June 18, 2012
Credit: Credit: Boeing
Bill Sweetman/Washington
A full-scale development program is underway to develop a version of the U. S. Navy's Boeing P-8A Poseidon maritime patrol aircraft (MPA), fitted with a long-range, high-resolution surveillance radar. It could provide a ready-made, Navy-funded replacement for the aging Joint Stars while potentially performing maritime targeting missions.
The Raytheon Advanced Airborne Sensor (AAS) project, which has been under contract since July 2009, has received Milestone B approval for development and production planning and is proceeding toward critical design review.
Boeing received a $277 million contract in February to modify the first P-8A, aircraft T-1, for aerodynamic and structural tests of the AAS radar pod, which is carried under the fuselage. Those tests are to be completed by August 2016. The radar itself, a much-modernized evolutionary development of the Raytheon APS-149 Littoral Surveillance Radar System (LSRS) is to be tested on a P-3C Orion, the current carrier for the APS-149. The value of the radar development contract has not been disclosed.
The Navy's goal is to acquire an undisclosed number of AAS systems and A-kits (parts that are attached to the aircraft to support the radar) and to configure some P-8As to carry the radar. Initial operational capability dates are also secret, but Boeing/Navy P-8A briefings suggest it is likely to follow the 2016 fielding of the P-8A's Increment 2 upgrade.
The P-8A radar plan has been in the works for almost a decade, but has been shrouded in secrecy because its predecessor, LSRS, was a black program—a classified and unacknowledged effort. To this day, although some AAS-related contracts have been announced, the program has no publicly visible budget. None of its elements has been competed or subjected to a formal analysis of alternatives process. AAS is managed by a one-program office, Advanced Sensor Technology, under the direction of Rear Adm. Don Gaddis, program executive officer for tactical aviation at Naval Air Systems Command.

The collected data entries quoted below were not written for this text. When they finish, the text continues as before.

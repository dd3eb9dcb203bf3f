use clap::Subcommand;
use serde_json::json;
use uuid::Uuid;

use crate::cli::utils::*;
use crate::cli::{OutputFormat, Session};
use crate::services::CreateSystemRequest;

#[derive(Subcommand)]
pub enum SystemCommands {
    #[command(about = "Register a system; prints its secret once")]
    Create {
        name: String,

        #[arg(long = "type", help = "System type, e.g. ns8 or nsec")]
        system_type: String,

        #[arg(long, help = "Remote ID of the owning organization (defaults to the actor's)")]
        org: Option<String>,
    },

    #[command(about = "Delete a system")]
    Delete { id: Uuid },
}

pub async fn handle(cmd: SystemCommands, session: &Session) -> anyhow::Result<()> {
    let systems = &session.services.systems;
    let format = &session.format;

    match cmd {
        SystemCommands::Create { name, system_type, org } => {
            let request = CreateSystemRequest {
                name,
                system_type,
                organization_id: org,
            };
            let registered = systems.create_system(&session.actor, request).await?;
            let system = &registered.system;

            match format {
                OutputFormat::Text => {
                    println!("✓ Registered system '{}'", system.name);
                    println!("  id:      {}", system.id);
                    println!("  owner:   {}", system.creator_org_id);
                    println!("  secret:  {}", registered.secret);
                    println!("The secret is not stored and will not be shown again.");
                    Ok(())
                }
                OutputFormat::Json => output_success(
                    format,
                    &format!("Registered system '{}'", system.name),
                    Some(json!({ "system": system, "secret": registered.secret })),
                ),
            }
        }

        SystemCommands::Delete { id } => {
            systems.delete_system(&session.actor, id).await?;
            output_success(format, &format!("Deleted system {}", id), Some(json!({ "id": id })))
        }
    }
}
//! HTTP messaging boundary
//!
//! The presentation layer talks to the pipeline through two stateless
//! requests: translate a caption, transcribe (and translate) an audio
//! chunk. Each request is independent; failures come back as an inline
//! error string for the overlay to display.

mod handlers;
mod routes;

pub use routes::create_router;
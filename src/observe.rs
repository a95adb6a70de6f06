//! Change observer
//!
//! Attaches to a located subtitle container and turns its subtree
//! mutations into a stream of full trimmed text snapshots. Captions are
//! short-lived whole replacements, so re-reading the container text on
//! every mutation is cheap and avoids reassembling fragmented diffs.

use std::sync::atomic::{AtomicBool, Ordering};
use std::sync::Arc;
use tokio::sync::broadcast::error::RecvError;
use tokio::sync::mpsc;
use tokio::task::JoinHandle;

use crate::locate::SubtitleHandle;
use crate::page::Page;

/// Disconnect guard for an active observation. `disconnect` is
/// idempotent and safe after the container has left the document;
/// dropping the guard disconnects as well.
pub struct ObserverHandle {
    stopped: Arc<AtomicBool>,
    task: Option<JoinHandle<()>>,
}

impl ObserverHandle {
    pub fn disconnect(&mut self) {
        if !self.stopped.swap(true, Ordering::SeqCst) {
            if let Some(task) = self.task.take() {
                task.abort();
            }
        }
    }

    pub fn is_disconnected(&self) -> bool {
        self.stopped.load(Ordering::SeqCst)
    }
}

impl Drop for ObserverHandle {
    fn drop(&mut self) {
        self.disconnect();
    }
}

/// Stream of text snapshots from an observed container. Ends when the
/// container is detached or the observation is disconnected.
pub struct TextStream {
    rx: mpsc::Receiver<String>,
    guard: ObserverHandle,
}

impl TextStream {
    /// Next snapshot, or `None` once the stream has ended
    pub async fn recv(&mut self) -> Option<String> {
        self.rx.recv().await
    }

    /// Stop observing. Idempotent.
    pub fn disconnect(&mut self) {
        self.guard.disconnect();
    }
}

const SNAPSHOT_CHANNEL_CAPACITY: usize = 16;

/// Observe subtree mutations under `handle` and stream non-empty trimmed
/// text snapshots. The stream is primed with the container's current
/// text — the locator only returns containers that already show a
/// caption, and that caption must not wait for the next mutation. The
/// subscription is taken before the task starts, so mutations racing
/// the call are not lost either.
pub fn observe(page: &Page, handle: &SubtitleHandle) -> TextStream {
    let mut mutations = page.subscribe();
    let (tx, rx) = mpsc::channel(SNAPSHOT_CHANNEL_CAPACITY);
    let stopped = Arc::new(AtomicBool::new(false));

    let page = page.clone();
    let container = handle.node;
    let task = tokio::spawn(async move {
        if let Some(text) = page.text_content(container) {
            let trimmed = text.trim();
            if !trimmed.is_empty() && tx.send(trimmed.to_string()).await.is_err() {
                return;
            }
        }

        loop {
            let relevant = match mutations.recv().await {
                Ok(record) => page.contains(container, record.target),
                // Overrun: records were dropped, but a fresh snapshot
                // carries everything we need.
                Err(RecvError::Lagged(_)) => true,
                Err(RecvError::Closed) => break,
            };

            if !page.is_attached(container) {
                break;
            }
            if !relevant {
                continue;
            }

            let Some(text) = page.text_content(container) else {
                break;
            };
            let trimmed = text.trim();
            if trimmed.is_empty() {
                continue;
            }
            if tx.send(trimmed.to_string()).await.is_err() {
                break;
            }
        }
    });

    TextStream {
        rx,
        guard: ObserverHandle {
            stopped,
            task: Some(task),
        },
    }
}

LSRS itself was developed by the former Texas Instruments unit of Raytheon, which has historically provided Navy patrol aircraft with their search radars. The program started in the late 1990s or early 2000s and attained early operational capability in 2005, carried on P-3Cs flown by patrol squadron VP-46 out of NAS Whidbey Island, Wash. After the program was mentioned (apparently accidentally) in an unclassified document, and the modified aircraft had been photographed in transit to and from the Middle East, a small amount of information was released.
It is known that the LSRS P-3s have been extensively used both to support combat operations—not only for the Navy—and for tests and demonstrations, including tracking both land and maritime moving targets for engagements by stand-off missiles.